La economía informal, el trabajo sexual, el rebusque y los emprendimientos de sobrevivencia terminan siendo, para muchas personas LGBTQ+, las únicas opciones posibles. Pero incluso allí, las dinámicas de violencia y discriminación no desaparecen. La calle, aunque romantizada por algunos discursos, es también un espacio de riesgo, de exposición y de criminalización. La idea de que “la calle es nuestra” no puede ocultar que también es el lugar al que se empuja a quienes no se considera aptos para el mundo formal. La normalización de esta exclusión es una de las formas más sutiles —y más peligrosas— de violencia estructural.
En este escenario, el primero de mayo debe ser una oportunidad para ampliar el horizonte de nuestras demandas. No se trata solo de garantizar empleo, sino de repensar profundamente el sentido del trabajo, las condiciones de dignidad, los criterios de inclusión y los mecanismos de justicia. Las luchas por el reconocimiento de identidades deben ir de la mano con las luchas por redistribución de recursos, acceso a derechos sociales y protección frente a la exclusión.
Como organización social, Caribe Afirmativo reafirma su compromiso con esta agenda. Seguiremos documentando, denunciando y exigiendo transformaciones reales en las políticas públicas, en las prácticas empresariales y en los marcos normativos. Pero también hacemos un llamado al movimiento social amplio, al sindicalismo, a las organizaciones laborales y al Estado: es hora de que el trabajo sea verdaderamente un derecho para todes. No podemos seguir aceptando que la expresión de una identidad o la manifestación de una disidencia condene a una vida de precariedad, silencio o simulación.
Es urgente construir una política de empleo con enfoque interseccional, que reconozca la especificidad de las trayectorias LGBTQ+, migrantes, racializadas y empobrecidas. Se necesitan acciones afirmativas, incentivos a empresas que promuevan la diversidad, mecanismos de sanción efectivos frente a la discriminación, y procesos educativos que transformen imaginarios y desmonten prejuicios. Porque no basta con garantizar un lugar en el mercado laboral: es necesario garantizar el derecho a habitarlo con libertad, sin miedo y con dignidad.

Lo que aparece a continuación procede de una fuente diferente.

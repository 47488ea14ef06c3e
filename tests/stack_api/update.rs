//! Update Tests
//!
//! Semantics of the optional update arguments:
//! - role_arn always overwrites, so omitting it clears it
//! - tags and parameters are replaced only when supplied

use crate::*;
use stratus::ResourceState;

fn tags(pairs: &[(&str, &str)]) -> Tags {
    pairs
        .iter()
        .map(|(k, v)| (k.to_string(), v.to_string()))
        .collect()
}

#[test]
fn omitted_tags_are_kept() {
    with_stacks(|stacks| {
        let original = tags(&[("team", "infra")]);
        stacks
            .create(CreateStack::new("web", EMPTY).tags(original.clone()))
            .unwrap();

        let updated = stacks.update("web", UpdateStack::new(EMPTY)).unwrap();
        assert_eq!(updated.tags, original);
    });
}

#[test]
fn supplied_tags_replace() {
    with_stacks(|stacks| {
        stacks
            .create(CreateStack::new("web", EMPTY).tags(tags(&[("team", "infra")])))
            .unwrap();

        let replacement = tags(&[("owner", "ops")]);
        let updated = stacks
            .update("web", UpdateStack::new(EMPTY).tags(replacement.clone()))
            .unwrap();
        assert_eq!(updated.tags, replacement);

        let cleared = stacks
            .update("web", UpdateStack::new(EMPTY).tags(Tags::new()))
            .unwrap();
        assert!(cleared.tags.is_empty());
    });
}

#[test]
fn role_arn_always_overwrites() {
    with_stacks(|stacks| {
        stacks
            .create(CreateStack::new("web", EMPTY).role_arn("arn:aws:iam::123456789012:role/a"))
            .unwrap();

        let updated = stacks
            .update(
                "web",
                UpdateStack::new(EMPTY).role_arn("arn:aws:iam::123456789012:role/b"),
            )
            .unwrap();
        assert_eq!(
            updated.role_arn.as_deref(),
            Some("arn:aws:iam::123456789012:role/b")
        );

        let cleared = stacks.update("web", UpdateStack::new(EMPTY)).unwrap();
        assert_eq!(cleared.role_arn, None);
    });
}

#[test]
fn parameters_kept_or_replaced() {
    with_stacks(|stacks| {
        let mut prod = Parameters::new();
        prod.insert("Env".into(), "prod".into());
        let created = stacks
            .create(CreateStack::new("jobs", QUEUE).parameters(prod))
            .unwrap();
        assert_eq!(created.parameters.get("Env").map(String::as_str), Some("prod"));

        let kept = stacks.update("jobs", UpdateStack::new(QUEUE)).unwrap();
        assert_eq!(kept.parameters.get("Env").map(String::as_str), Some("prod"));

        let reset = stacks
            .update("jobs", UpdateStack::new(QUEUE).parameters(Parameters::new()))
            .unwrap();
        assert_eq!(reset.parameters.get("Env").map(String::as_str), Some("dev"));
    });
}

#[test]
fn update_keeps_physical_ids_of_unchanged_resources() {
    with_stacks(|stacks| {
        let created = stacks.create(CreateStack::new("jobs", QUEUE)).unwrap();
        let updated = stacks.update("jobs", UpdateStack::new(QUEUE)).unwrap();

        assert_eq!(updated.resources[0].physical_id, created.resources[0].physical_id);
        assert_eq!(updated.resources[0].state, ResourceState::Updated);
        assert_eq!(updated.outputs, created.outputs);
    });
}

#[test]
fn update_drops_removed_resources() {
    with_stacks(|stacks| {
        stacks.create(CreateStack::new("jobs", QUEUE)).unwrap();
        let updated = stacks.update("jobs", UpdateStack::new(EMPTY)).unwrap();

        assert!(updated.resources.is_empty());
        assert!(updated.outputs.is_empty());
        assert_eq!(updated.description, None);
    });
}

#[test]
fn update_unknown_stack() {
    with_stacks(|stacks| {
        let err = stacks.update("ghost", UpdateStack::new(EMPTY)).unwrap_err();
        assert!(err.is_not_found());
        assert!(!err.is_validation());
    });
}

#[test]
fn update_first_namesake_only() {
    with_stacks(|stacks| {
        let first = stacks.create(CreateStack::new("web", EMPTY)).unwrap();
        let second = stacks.create(CreateStack::new("web", EMPTY)).unwrap();

        let updated = stacks.update("web", UpdateStack::new(QUEUE)).unwrap();
        assert_eq!(updated.stack_id, first.stack_id);

        let untouched = stacks.get(second.stack_id.as_str()).unwrap();
        assert_eq!(untouched.status, StackStatus::CreateComplete);
        assert_eq!(untouched.template, EMPTY);
    });
}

El primero de mayo también debe ser nuestro. No como una frase simbólica o una inclusión decorativa, sino como una exigencia política, ética y estructural. Hasta que cada persona LGBTQ+ pueda acceder a un trabajo sin tener que esconderse, agradecer por ser explotada o resignarse a la informalidad, la lucha estará inconclusa. Porque el trabajo no puede ser un privilegio para quienes encajan, sino un derecho garantizado para quienes, con sus diferencias, amplían las fronteras de lo humano y de lo justo.